(Stored data)
Segment Open

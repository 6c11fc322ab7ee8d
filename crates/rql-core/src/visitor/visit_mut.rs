//! Mutable traversal of a query, for rewriting passes.

use std::collections::BTreeMap;

use crate::ast::{
    BetweenExpression, BinaryExpression, FieldExpression, FromClause, FunctionBody, InExpression,
    MethodExpression, OrderByField, Query, QueryExpression, SelectField, ValueExpression,
};

/// Mutable query visitor, in the same order as [`Visit`](super::Visit).
///
/// Unlike the read-only visitor, the FROM filter, WHERE roots that are not
/// binary expressions and the source of IN are walked too, so that a
/// rewrite such as parameter substitution reaches every expression.
pub trait VisitMut {
    fn visit_query_mut(&mut self, query: &mut Query) {
        visit_query_mut(self, query);
    }

    fn visit_declared_functions_mut(&mut self, functions: &mut BTreeMap<String, FunctionBody>) {
        visit_declared_functions_mut(self, functions);
    }

    fn visit_declared_function_mut(&mut self, _name: &str, _body: &mut FunctionBody) {}

    fn visit_from_clause_mut(&mut self, from: &mut FromClause, _is_distinct: bool) {
        visit_from_clause_mut(self, from);
    }

    fn visit_group_by_mut(&mut self, fields: &mut [FieldExpression]) {
        visit_group_by_mut(self, fields);
    }

    fn visit_where_clause_mut(&mut self, filter: &mut BinaryExpression) {
        visit_where_clause_mut(self, filter);
    }

    fn visit_simple_where_expression_mut(&mut self, expr: &mut BinaryExpression) {
        visit_binary_mut(self, expr);
    }

    fn visit_compound_where_expression_mut(&mut self, expr: &mut BinaryExpression) {
        visit_binary_mut(self, expr);
    }

    fn visit_order_by_mut(&mut self, terms: &mut [OrderByField]) {
        visit_order_by_mut(self, terms);
    }

    fn visit_load_mut(&mut self, fields: &mut [SelectField]) {
        visit_select_mut(self, fields);
    }

    fn visit_select_mut(&mut self, fields: &mut [SelectField]) {
        visit_select_mut(self, fields);
    }

    fn visit_select_function_body_mut(&mut self, _body: &mut FunctionBody) {}

    fn visit_update_mut(&mut self, _body: &mut FunctionBody) {}

    fn visit_include_mut(&mut self, includes: &mut [QueryExpression]) {
        for include in includes {
            self.visit_expression_mut(include);
        }
    }

    fn visit_expression_mut(&mut self, expr: &mut QueryExpression) {
        visit_expression_mut(self, expr);
    }

    fn visit_field_mut(&mut self, _field: &mut FieldExpression) {}

    fn visit_value_mut(&mut self, _value: &mut ValueExpression) {}

    fn visit_binary_mut(&mut self, expr: &mut BinaryExpression) {
        visit_binary_mut(self, expr);
    }

    fn visit_between_mut(&mut self, expr: &mut BetweenExpression) {
        visit_between_mut(self, expr);
    }

    fn visit_in_mut(&mut self, expr: &mut InExpression) {
        visit_in_mut(self, expr);
    }

    fn visit_method_mut(&mut self, expr: &mut MethodExpression) {
        visit_method_mut(self, expr);
    }

    fn visit_true_mut(&mut self) {}
}

pub fn visit_query_mut<V>(v: &mut V, query: &mut Query)
where
    V: VisitMut + ?Sized,
{
    if !query.declared_functions.is_empty() {
        v.visit_declared_functions_mut(&mut query.declared_functions);
    }
    v.visit_from_clause_mut(&mut query.from, query.is_distinct);
    if let Some(group_by) = &mut query.group_by {
        v.visit_group_by_mut(group_by);
    }
    match &mut query.where_clause {
        Some(QueryExpression::Binary(filter)) => v.visit_where_clause_mut(filter),
        Some(filter) => v.visit_expression_mut(filter),
        None => {}
    }
    if let Some(order_by) = &mut query.order_by {
        v.visit_order_by_mut(order_by);
    }
    if let Some(load) = &mut query.load {
        v.visit_load_mut(load);
    }
    if let Some(select) = &mut query.select {
        v.visit_select_mut(select);
    }
    if let Some(body) = &mut query.select_function_body {
        v.visit_select_function_body_mut(body);
    }
    if let Some(body) = &mut query.update_body {
        v.visit_update_mut(body);
    }
    if let Some(include) = &mut query.include {
        v.visit_include_mut(include);
    }
}

pub fn visit_declared_functions_mut<V>(v: &mut V, functions: &mut BTreeMap<String, FunctionBody>)
where
    V: VisitMut + ?Sized,
{
    for (name, body) in functions.iter_mut() {
        v.visit_declared_function_mut(name, body);
    }
}

pub fn visit_from_clause_mut<V>(v: &mut V, from: &mut FromClause)
where
    V: VisitMut + ?Sized,
{
    if let Some(filter) = &mut from.filter {
        v.visit_expression_mut(filter);
    }
}

pub fn visit_group_by_mut<V>(v: &mut V, fields: &mut [FieldExpression])
where
    V: VisitMut + ?Sized,
{
    for field in fields {
        v.visit_field_mut(field);
    }
}

pub fn visit_where_clause_mut<V>(v: &mut V, filter: &mut BinaryExpression)
where
    V: VisitMut + ?Sized,
{
    if filter.operator.is_comparison() {
        v.visit_simple_where_expression_mut(filter);
    } else {
        v.visit_compound_where_expression_mut(filter);
    }
}

pub fn visit_order_by_mut<V>(v: &mut V, terms: &mut [OrderByField])
where
    V: VisitMut + ?Sized,
{
    for term in terms {
        v.visit_expression_mut(&mut term.expression);
    }
}

pub fn visit_select_mut<V>(v: &mut V, fields: &mut [SelectField])
where
    V: VisitMut + ?Sized,
{
    for field in fields {
        v.visit_expression_mut(&mut field.expression);
    }
}

pub fn visit_expression_mut<V>(v: &mut V, expr: &mut QueryExpression)
where
    V: VisitMut + ?Sized,
{
    match expr {
        QueryExpression::Field(field) => v.visit_field_mut(field),
        QueryExpression::Value(value) => v.visit_value_mut(value),
        QueryExpression::Binary(binary) => v.visit_binary_mut(binary),
        QueryExpression::Between(between) => v.visit_between_mut(between),
        QueryExpression::In(in_expr) => v.visit_in_mut(in_expr),
        QueryExpression::Method(method) => v.visit_method_mut(method),
        QueryExpression::True => v.visit_true_mut(),
    }
}

pub fn visit_binary_mut<V>(v: &mut V, expr: &mut BinaryExpression)
where
    V: VisitMut + ?Sized,
{
    v.visit_expression_mut(&mut expr.left);
    v.visit_expression_mut(&mut expr.right);
}

pub fn visit_between_mut<V>(v: &mut V, expr: &mut BetweenExpression)
where
    V: VisitMut + ?Sized,
{
    v.visit_field_mut(&mut expr.source);
    v.visit_value_mut(&mut expr.min);
    v.visit_value_mut(&mut expr.max);
}

pub fn visit_in_mut<V>(v: &mut V, expr: &mut InExpression)
where
    V: VisitMut + ?Sized,
{
    v.visit_field_mut(&mut expr.source);
    for value in &mut expr.values {
        v.visit_value_mut(value);
    }
}

pub fn visit_method_mut<V>(v: &mut V, expr: &mut MethodExpression)
where
    V: VisitMut + ?Sized,
{
    for argument in &mut expr.arguments {
        v.visit_expression_mut(argument);
    }
}

#[cfg(test)]
mod tests {
    use super::*;
    use crate::ast::ValueKind;
    use crate::parse;

    /// Replaces `$name` parameters with string literals.
    struct Substitute<'a> {
        name: &'a str,
        value: &'a str,
    }

    impl VisitMut for Substitute<'_> {
        fn visit_value_mut(&mut self, value: &mut ValueExpression) {
            if value.kind == ValueKind::Parameter && value.token == self.name {
                *value = ValueExpression::string(self.value);
            }
        }
    }

    /// Prefixes every field path.
    struct Prefix;

    impl VisitMut for Prefix {
        fn visit_field_mut(&mut self, field: &mut FieldExpression) {
            if !field.is_implicit() {
                field.path = format!("doc.{}", field.path);
            }
        }
    }

    #[test]
    fn test_substitute_parameters() {
        let mut query = parse("FROM Users WHERE Name = $name AND Age IN ($a, $b)").unwrap();
        Substitute {
            name: "name",
            value: "Oren",
        }
        .visit_query_mut(&mut query);
        assert_eq!(
            query.where_clause.unwrap().to_string(),
            "Name = 'Oren' AND Age IN ($a, $b)"
        );
    }

    #[test]
    fn test_rewrite_fields_everywhere() {
        let mut query =
            parse("FROM Users(Active = true) GROUP BY City WHERE Age BETWEEN 1 AND 5 ORDER BY Name")
                .unwrap();
        Prefix.visit_query_mut(&mut query);
        assert_eq!(
            query.to_string(),
            "FROM Users(doc.Active = true)\nGROUP BY doc.City\n\
             WHERE doc.Age BETWEEN 1 AND 5\nORDER BY doc.Name"
        );
    }

    #[test]
    fn test_in_source_is_visited_mutably() {
        let mut query = parse("FROM Users WHERE Status IN ('a', 'b')").unwrap();
        Prefix.visit_query_mut(&mut query);
        assert_eq!(
            query.where_clause.unwrap().to_string(),
            "doc.Status IN ('a', 'b')"
        );
    }
}
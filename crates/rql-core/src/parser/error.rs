//! Parser error types.

use crate::lexer::Location;

/// A grammar violation.
///
/// The message carries the position, the offending token and the whole
/// query so it can be shown to a user as is.
#[derive(Debug, Clone, PartialEq, Eq, thiserror::Error)]
#[error("{location} {message} but got{}\nQuery: \n{query}", describe_found(.found))]
pub struct ParseError {
    /// What the parser expected.
    pub message: String,
    /// Where the offending token starts.
    pub location: Location,
    /// The offending token; `None` at the end of the query.
    pub found: Option<String>,
    /// The full query text.
    pub query: String,
}

fn describe_found(found: &Option<String>) -> String {
    match found {
        Some(token) => format!(": {token}"),
        None => " to the end of the query".to_string(),
    }
}

/// Input that is grammatical but cannot be accepted.
#[derive(Debug, Clone, PartialEq, Eq, thiserror::Error)]
pub enum QueryError {
    /// Mismatched BETWEEN/IN value kinds, or nesting that is too deep.
    #[error("{location} {message}")]
    Invalid {
        /// Error message.
        message: String,
        /// Cursor position when the error was detected.
        location: Location,
    },

    /// A query type selector that is neither `select` nor `update`.
    #[error("Unknown query type: {0}")]
    UnknownQueryType(String),
}

/// Any error raised while parsing a query.
#[derive(Debug, Clone, PartialEq, Eq, thiserror::Error)]
pub enum Error {
    /// Grammar violation.
    #[error(transparent)]
    Parse(#[from] ParseError),

    /// Semantic violation.
    #[error(transparent)]
    Query(#[from] QueryError),
}

impl Error {
    /// Returns the parse error, if this is one.
    #[must_use]
    pub const fn as_parse(&self) -> Option<&ParseError> {
        match self {
            Self::Parse(err) => Some(err),
            Self::Query(_) => None,
        }
    }

    /// Returns the query error, if this is one.
    #[must_use]
    pub const fn as_query(&self) -> Option<&QueryError> {
        match self {
            Self::Query(err) => Some(err),
            Self::Parse(_) => None,
        }
    }
}

/// Result type for parser operations.
pub type Result<T> = std::result::Result<T, Error>;

#[cfg(test)]
mod tests {
    use super::*;

    #[test]
    fn test_parse_error_display_with_token() {
        let err = ParseError {
            message: "Expected end of query".into(),
            location: Location { line: 1, column: 12 },
            found: Some("foo".into()),
            query: "FROM Users foo".into(),
        };
        assert_eq!(
            err.to_string(),
            "1:12 Expected end of query but got: foo\nQuery: \nFROM Users foo"
        );
    }

    #[test]
    fn test_parse_error_display_at_end() {
        let err = ParseError {
            message: "Expected FROM source".into(),
            location: Location { line: 1, column: 5 },
            found: None,
            query: "FROM".into(),
        };
        assert_eq!(
            err.to_string(),
            "1:5 Expected FROM source but got to the end of the query\nQuery: \nFROM"
        );
    }

    #[test]
    fn test_error_is_transparent() {
        let err: Error = QueryError::UnknownQueryType("delete".into()).into();
        assert_eq!(err.to_string(), "Unknown query type: delete");
        assert!(err.as_query().is_some());
        assert!(err.as_parse().is_none());
    }
}
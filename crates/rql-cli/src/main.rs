//! rql CLI
//!
//! Command-line tool for parsing, checking and formatting queries.

use std::io::Read;
use std::path::PathBuf;
use std::process::ExitCode;

use anyhow::Context;
use clap::{Args, Parser, Subcommand, ValueEnum};
use tracing::{Level, debug, info};
use tracing_subscriber::FmtSubscriber;

use rql_core::{
    ParserOptions, Query, QueryType,
    parser::{DEFAULT_MAX_CONNECTIVES, DEFAULT_MAX_DEPTH},
};

/// Parse, check and format document-database queries.
#[derive(Parser)]
#[command(name = "rql")]
#[command(author, version, about, long_about = None)]
struct Cli {
    /// Maximum nesting of parentheses and method calls.
    #[arg(long, env = "RQL_MAX_DEPTH", default_value_t = DEFAULT_MAX_DEPTH)]
    max_depth: usize,

    /// Maximum number of AND/OR connectives in one query.
    #[arg(long, env = "RQL_MAX_CONNECTIVES", default_value_t = DEFAULT_MAX_CONNECTIVES)]
    max_connectives: usize,

    /// Kind of query to parse (select or update).
    #[arg(short = 't', long, env = "RQL_QUERY_TYPE", default_value = "select")]
    query_type: QueryType,

    /// Enable verbose output.
    #[arg(short, long)]
    verbose: bool,

    #[command(subcommand)]
    command: Commands,
}

/// Where the query text comes from.
#[derive(Args)]
struct Input {
    /// Query text (read from stdin if neither this nor --file is given).
    query: Option<String>,

    /// Read the query from a file.
    #[arg(short, long, conflicts_with = "query")]
    file: Option<PathBuf>,
}

impl Input {
    fn read(self) -> anyhow::Result<String> {
        if let Some(query) = self.query {
            return Ok(query);
        }
        if let Some(path) = self.file {
            debug!(path = %path.display(), "reading query from file");
            return std::fs::read_to_string(&path)
                .with_context(|| format!("failed to read {}", path.display()));
        }
        debug!("reading query from stdin");
        let mut query = String::new();
        std::io::stdin()
            .read_to_string(&mut query)
            .context("failed to read stdin")?;
        Ok(query)
    }
}

#[derive(Clone, Copy, Default, ValueEnum)]
enum Format {
    /// Pretty-printed JSON.
    #[default]
    Json,
    /// Rust debug representation.
    Debug,
}

#[derive(Subcommand)]
enum Commands {
    /// Parse a query and print its syntax tree.
    Parse {
        #[command(flatten)]
        input: Input,

        /// Output format.
        #[arg(long, value_enum, default_value_t)]
        format: Format,
    },

    /// Check that a query parses.
    Check {
        #[command(flatten)]
        input: Input,
    },

    /// Print a query in canonical form.
    Fmt {
        #[command(flatten)]
        input: Input,
    },
}

fn main() -> anyhow::Result<ExitCode> {
    let cli = Cli::parse();

    // Setup logging
    let log_level = if cli.verbose {
        Level::DEBUG
    } else {
        Level::INFO
    };
    let subscriber = FmtSubscriber::builder()
        .with_max_level(log_level)
        .with_target(false)
        .without_time()
        .with_writer(std::io::stderr)
        .finish();
    tracing::subscriber::set_global_default(subscriber)?;

    let options = ParserOptions::default()
        .with_max_depth(cli.max_depth)
        .with_max_connectives(cli.max_connectives);
    let query_type = cli.query_type;
    debug!(
        %query_type,
        max_depth = options.max_depth,
        max_connectives = options.max_connectives,
        "starting"
    );

    let parse = |text: &str| -> rql_core::Result<Query> {
        rql_core::Parser::with_options(text, options).parse(query_type)
    };

    match cli.command {
        Commands::Parse { input, format } => {
            let text = input.read()?;
            let query = parse(&text)?;
            match format {
                Format::Json => println!("{}", serde_json::to_string_pretty(&query)?),
                Format::Debug => println!("{query:#?}"),
            }
        }

        Commands::Check { input } => {
            let text = input.read()?;
            match parse(&text) {
                Ok(query) => {
                    info!(
                        functions = query.declared_functions.len(),
                        has_where = query.where_clause.is_some(),
                        "query is valid"
                    );
                    println!("ok");
                }
                Err(err) => {
                    eprintln!("{err}");
                    return Ok(ExitCode::FAILURE);
                }
            }
        }

        Commands::Fmt { input } => {
            let text = input.read()?;
            let query = parse(&text)?;
            println!("{query}");
        }
    }

    Ok(ExitCode::SUCCESS)
}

Segment Closed

## Work to be completed
Take every line from the records above that has the word "InExpression" and copy it.

## Written response
    BetweenExpression, BinaryExpression, FieldExpression, FromClause, FunctionBody, InExpression,
    fn visit_in_mut(&mut self, expr: &mut InExpression) {
pub fn visit_in_mut<V>(v: &mut V, expr: &mut InExpression)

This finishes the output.